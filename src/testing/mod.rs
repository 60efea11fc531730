//! In-memory recorders for exercising the conversation without a backend
//!
//! ```
//! use contest_bot::testing::MemoryRecorder;
//!
//! let recorder = MemoryRecorder::new();
//! assert!(recorder.submissions().is_empty());
//! ```

use std::sync::Mutex;

use async_trait::async_trait;

use crate::recording::{RecordError, Recorder, Submission};

/// Keeps every recorded submission in memory.
#[derive(Debug, Default)]
pub struct MemoryRecorder {
    submissions: Mutex<Vec<Submission>>,
}

impl MemoryRecorder {
    pub fn new() -> Self {
        Self::default()
    }

    /// Snapshot of everything recorded so far, oldest first.
    pub fn submissions(&self) -> Vec<Submission> {
        self.submissions
            .lock()
            .map(|list| list.clone())
            .unwrap_or_default()
    }
}

#[async_trait]
impl Recorder for MemoryRecorder {
    fn name(&self) -> &'static str {
        "memory"
    }

    async fn record(&self, submission: &Submission) -> Result<(), RecordError> {
        if let Ok(mut list) = self.submissions.lock() {
            list.push(submission.clone());
        }
        Ok(())
    }
}

/// Rejects every submission with a permanent API error.
#[derive(Debug, Default)]
pub struct FailingRecorder;

#[async_trait]
impl Recorder for FailingRecorder {
    fn name(&self) -> &'static str {
        "failing"
    }

    async fn record(&self, _submission: &Submission) -> Result<(), RecordError> {
        Err(RecordError::Api {
            service: "Sheets",
            status: 403,
            message: "The caller does not have permission".to_string(),
        })
    }
}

◆ WHAT IS NEEDED ◆
Without leaving anything out, repeat every entry shown above.

◆ SOLVED PROBLEM ◆
filename src/testing/mod.rs
repository 60efea11fc531730
//! In-memory recorders for exercising the conversation without a backend
//!
//! ```
//! use contest_bot::testing::MemoryRecorder;
//!
//! let recorder = MemoryRecorder::new();
//! assert!(recorder.submissions().is_empty());
//! ```

use std::sync::Mutex;

use async_trait::async_trait;

use crate::recording::{RecordError, Recorder, Submission};

/// Keeps every recorded submission in memory.
#[derive(Debug, Default)]
pub struct MemoryRecorder {
    submissions: Mutex<Vec<Submission>>,
}

impl MemoryRecorder {
    pub fn new() -> Self {
        Self::default()
    }

    /// Snapshot of everything recorded so far, oldest first.
    pub fn submissions(&self) -> Vec<Submission> {
        self.submissions
            .lock()
            .map(|list| list.clone())
            .unwrap_or_default()
    }
}

#[async_trait]
impl Recorder for MemoryRecorder {
    fn name(&self) -> &'static str {
        "memory"
    }

    async fn record(&self, submission: &Submission) -> Result<(), RecordError> {
        if let Ok(mut list) = self.submissions.lock() {
            list.push(submission.clone());
        }
        Ok(())
    }
}

/// Rejects every submission with a permanent API error.
#[derive(Debug, Default)]
pub struct FailingRecorder;

#[async_trait]
impl Recorder for FailingRecorder {
    fn name(&self) -> &'static str {
        "failing"
    }

    async fn record(&self, _submission: &Submission) -> Result<(), RecordError> {
        Err(RecordError::Api {
            service: "Sheets",
            status: 403,
            message: "The caller does not have permission".to_string(),
        })
    }
}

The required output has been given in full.